── THE RECORDS

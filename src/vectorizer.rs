//! TF-IDF vectorization of catalog item text.
//!
//! Items are represented as `name + " " + description` projected onto a
//! vocabulary learned once from the full catalog. The vocabulary is capped to
//! the most frequent terms so every feature vector stays small and dense
//! enough to score against the whole catalog per request.

use std::collections::{HashMap, HashSet};
use std::fmt;

use serde::{Deserialize, Serialize};

use crate::stopwords::is_stop_word;

/// Vocabulary cap used by the catalog index and the offline trainer.
pub const DEFAULT_MAX_FEATURES: usize = 100;

/// Contract violations surfaced by the vectorizer.
#[derive(Debug, Clone, PartialEq, Eq)]
pub enum VectorizerError {
    /// `transform` was called before a successful `fit`.
    NotFitted,
    /// The fit corpus produced no vocabulary terms (all empty or stop words).
    EmptyVocabulary,
    /// A persisted state did not describe a usable fitted vectorizer.
    InvalidState(String),
}

impl fmt::Display for VectorizerError {
    fn fmt(&self, f: &mut fmt::Formatter<'_>) -> fmt::Result {
        match self {
            VectorizerError::NotFitted => {
                write!(f, "vectorizer has not been fitted; call fit first")
            }
            VectorizerError::EmptyVocabulary => {
                write!(f, "fit corpus produced an empty vocabulary")
            }
            VectorizerError::InvalidState(reason) => {
                write!(f, "invalid vectorizer state: {reason}")
            }
        }
    }
}

impl std::error::Error for VectorizerError {}

/// Serializable fitted state, persisted by the snapshot artifacts.
#[derive(Debug, Clone, Serialize, Deserialize)]
pub struct VectorizerState {
    /// Vocabulary cap the state was fitted with.
    pub max_features: usize,
    /// Terms in column order.
    pub vocabulary: Vec<String>,
    /// Inverse document frequency per column, parallel to `vocabulary`.
    pub idf: Vec<f64>,
}

/// TF-IDF vectorizer with a frequency-capped vocabulary.
///
/// `fit` learns the vocabulary and document frequencies; `transform` then
/// projects any text onto the fitted columns. Terms outside the vocabulary
/// are dropped silently, so transforming unseen text never fails once the
/// vectorizer is fitted.
#[derive(Debug, Clone)]
pub struct TfidfVectorizer {
    max_features: usize,
    vocabulary: Vec<String>,
    idf: Vec<f64>,
    term_index: HashMap<String, usize>,
}

impl Default for TfidfVectorizer {
    fn default() -> Self {
        Self::new(DEFAULT_MAX_FEATURES)
    }
}

impl TfidfVectorizer {
    /// Creates an unfitted vectorizer. `max_features` of 0 disables the cap.
    pub fn new(max_features: usize) -> Self {
        Self {
            max_features,
            vocabulary: Vec::new(),
            idf: Vec::new(),
            term_index: HashMap::new(),
        }
    }

    /// True once `fit` (or `from_state`) has produced a vocabulary.
    pub fn is_fitted(&self) -> bool {
        !self.vocabulary.is_empty()
    }

    /// Number of feature columns; 0 while unfitted.
    pub fn dimension(&self) -> usize {
        self.vocabulary.len()
    }

    /// Terms in column order.
    pub fn vocabulary(&self) -> &[String] {
        &self.vocabulary
    }

    /// Learns the vocabulary and idf weights from `corpus`.
    ///
    /// Terms are ranked by total corpus frequency (ties lexicographic) and
    /// truncated to the cap, so refitting identical text yields identical
    /// columns. A previous fit is replaced wholesale.
    pub fn fit(&mut self, corpus: &[String]) -> Result<(), VectorizerError> {
        let mut term_totals: HashMap<String, usize> = HashMap::new();
        let mut doc_freq: HashMap<String, usize> = HashMap::new();
        for text in corpus {
            let tokens = tokenize(text);
            for token in &tokens {
                *term_totals.entry(token.clone()).or_insert(0) += 1;
            }
            let distinct: HashSet<&String> = tokens.iter().collect();
            for token in distinct {
                *doc_freq.entry(token.clone()).or_insert(0) += 1;
            }
        }

        let mut ranked: Vec<(String, usize)> = term_totals.into_iter().collect();
        ranked.sort_by(|a, b| b.1.cmp(&a.1).then_with(|| a.0.cmp(&b.0)));
        if self.max_features > 0 {
            ranked.truncate(self.max_features);
        }
        if ranked.is_empty() {
            return Err(VectorizerError::EmptyVocabulary);
        }

        let n_docs = corpus.len();
        self.vocabulary = ranked.into_iter().map(|(term, _)| term).collect();
        self.idf = self
            .vocabulary
            .iter()
            .map(|term| {
                let df = doc_freq.get(term).copied().unwrap_or(0);
                smooth_idf(n_docs, df)
            })
            .collect();
        self.term_index = self
            .vocabulary
            .iter()
            .enumerate()
            .map(|(column, term)| (term.clone(), column))
            .collect();
        Ok(())
    }

    /// Projects `text` onto the fitted vocabulary as an L2-normalized
    /// tf-idf vector. All-out-of-vocabulary text yields the zero vector.
    pub fn transform(&self, text: &str) -> Result<Vec<f64>, VectorizerError> {
        if !self.is_fitted() {
            return Err(VectorizerError::NotFitted);
        }
        let mut vector = vec![0.0; self.vocabulary.len()];
        for token in tokenize(text) {
            if let Some(&column) = self.term_index.get(&token) {
                vector[column] += 1.0;
            }
        }
        for (value, idf) in vector.iter_mut().zip(&self.idf) {
            *value *= idf;
        }
        l2_normalize(&mut vector);
        Ok(vector)
    }

    /// Transforms a batch of texts; row i corresponds to `texts[i]`.
    pub fn transform_many(&self, texts: &[String]) -> Result<Vec<Vec<f64>>, VectorizerError> {
        texts.iter().map(|text| self.transform(text)).collect()
    }

    /// Fits on `corpus` and returns its vector matrix in corpus order.
    pub fn fit_transform(&mut self, corpus: &[String]) -> Result<Vec<Vec<f64>>, VectorizerError> {
        self.fit(corpus)?;
        self.transform_many(corpus)
    }

    /// Extracts the persistable fitted state.
    pub fn state(&self) -> VectorizerState {
        VectorizerState {
            max_features: self.max_features,
            vocabulary: self.vocabulary.clone(),
            idf: self.idf.clone(),
        }
    }

    /// Restores a fitted vectorizer from persisted state.
    pub fn from_state(state: VectorizerState) -> Result<Self, VectorizerError> {
        if state.vocabulary.is_empty() {
            return Err(VectorizerError::InvalidState(
                "vocabulary is empty".to_string(),
            ));
        }
        if state.idf.len() != state.vocabulary.len() {
            return Err(VectorizerError::InvalidState(format!(
                "idf length {} does not match vocabulary length {}",
                state.idf.len(),
                state.vocabulary.len()
            )));
        }
        let term_index = state
            .vocabulary
            .iter()
            .enumerate()
            .map(|(column, term)| (term.clone(), column))
            .collect();
        Ok(Self {
            max_features: state.max_features,
            vocabulary: state.vocabulary,
            idf: state.idf,
            term_index,
        })
    }
}

/// Lowercases and splits on non-alphanumeric boundaries, keeping terms of at
/// least two characters that are not stop words.
pub fn tokenize(text: &str) -> Vec<String> {
    let lowered = text.to_lowercase();
    lowered
        .split(|ch: char| !ch.is_alphanumeric())
        .filter(|token| token.len() >= 2 && !is_stop_word(token))
        .map(ToString::to_string)
        .collect()
}

fn smooth_idf(n_docs: usize, doc_freq: usize) -> f64 {
    ((1 + n_docs) as f64 / (1 + doc_freq) as f64).ln() + 1.0
}

fn l2_normalize(vector: &mut [f64]) {
    let norm = vector.iter().map(|v| v * v).sum::<f64>().sqrt();
    if norm > 0.0 {
        for value in vector.iter_mut() {
            *value /= norm;
        }
    }
}

#[cfg(test)]
mod tests {
    use pretty_assertions::assert_eq;

    use super::*;

    fn corpus(texts: &[&str]) -> Vec<String> {
        texts.iter().map(ToString::to_string).collect()
    }

    #[test]
    fn tokenize_case_folds_and_drops_noise() {
        let tokens = tokenize("The Quick-Brake PADS, for sedans!");
        assert_eq!(tokens, vec!["quick", "brake", "pads", "sedans"]);
    }

    #[test]
    fn tokenize_drops_single_characters() {
        assert_eq!(tokenize("a b oil"), vec!["oil"]);
    }

    #[test]
    fn fit_caps_vocabulary_by_frequency_then_term() {
        let mut vectorizer = TfidfVectorizer::new(2);
        vectorizer
            .fit(&corpus(&[
                "engine oil engine",
                "engine filter",
                "brake filter",
            ]))
            .unwrap();
        // engine appears 3 times, filter twice; brake and oil lose the cap.
        assert_eq!(vectorizer.vocabulary(), ["engine", "filter"]);
    }

    #[test]
    fn fit_breaks_frequency_ties_lexicographically() {
        let mut vectorizer = TfidfVectorizer::new(1);
        vectorizer.fit(&corpus(&["oil brake"])).unwrap();
        assert_eq!(vectorizer.vocabulary(), ["brake"]);
    }

    #[test]
    fn transform_before_fit_fails() {
        let vectorizer = TfidfVectorizer::default();
        assert_eq!(
            vectorizer.transform("engine oil"),
            Err(VectorizerError::NotFitted)
        );
    }

    #[test]
    fn fit_on_stop_words_only_fails() {
        let mut vectorizer = TfidfVectorizer::default();
        assert_eq!(
            vectorizer.fit(&corpus(&["the and of", ""])),
            Err(VectorizerError::EmptyVocabulary)
        );
    }

    #[test]
    fn out_of_vocabulary_terms_are_dropped() {
        let mut vectorizer = TfidfVectorizer::default();
        vectorizer
            .fit(&corpus(&["engine oil", "brake pads"]))
            .unwrap();
        let vector = vectorizer.transform("banana smoothie").unwrap();
        assert!(vector.iter().all(|v| *v == 0.0));
    }

    #[test]
    fn transformed_vectors_are_l2_normalized() {
        let mut vectorizer = TfidfVectorizer::default();
        vectorizer
            .fit(&corpus(&["engine oil", "engine filter"]))
            .unwrap();
        let vector = vectorizer.transform("engine oil filter").unwrap();
        let norm = vector.iter().map(|v| v * v).sum::<f64>().sqrt();
        assert!((norm - 1.0).abs() < 1e-9, "norm was {norm}");
    }

    #[test]
    fn idf_downweights_ubiquitous_terms() {
        let mut vectorizer = TfidfVectorizer::default();
        vectorizer
            .fit(&corpus(&["engine oil", "engine filter", "engine coolant"]))
            .unwrap();
        let vector = vectorizer.transform("engine oil").unwrap();
        let column = |term: &str| {
            vectorizer
                .vocabulary()
                .iter()
                .position(|t| t == term)
                .unwrap()
        };
        // "engine" is in every document, so "oil" carries more weight here.
        assert!(vector[column("oil")] > vector[column("engine")]);
    }

    #[test]
    fn refit_replaces_the_vocabulary() {
        let mut vectorizer = TfidfVectorizer::default();
        vectorizer.fit(&corpus(&["engine oil"])).unwrap();
        vectorizer.fit(&corpus(&["ceramic coating"])).unwrap();
        assert_eq!(vectorizer.vocabulary(), ["ceramic", "coating"]);
    }

    #[test]
    fn state_round_trip_preserves_transforms() {
        let mut vectorizer = TfidfVectorizer::default();
        vectorizer
            .fit(&corpus(&["engine oil", "brake pads", "car wash"]))
            .unwrap();
        let restored = TfidfVectorizer::from_state(vectorizer.state()).unwrap();
        assert_eq!(
            vectorizer.transform("engine wash").unwrap(),
            restored.transform("engine wash").unwrap()
        );
    }

    #[test]
    fn from_state_rejects_mismatched_idf() {
        let state = VectorizerState {
            max_features: 100,
            vocabulary: vec!["engine".to_string(), "oil".to_string()],
            idf: vec![1.0],
        };
        assert!(matches!(
            TfidfVectorizer::from_state(state),
            Err(VectorizerError::InvalidState(_))
        ));
    }
}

────

AIM OF THE EXERCISE: Note each line of the material holding "once" and copy it out.

YOUR RESPONSE:
//! vocabulary learned once from the full catalog. The vocabulary is capped to
/// are dropped silently, so transforming unseen text never fails once the
    /// True once `fit` (or `from_state`) has produced a vocabulary.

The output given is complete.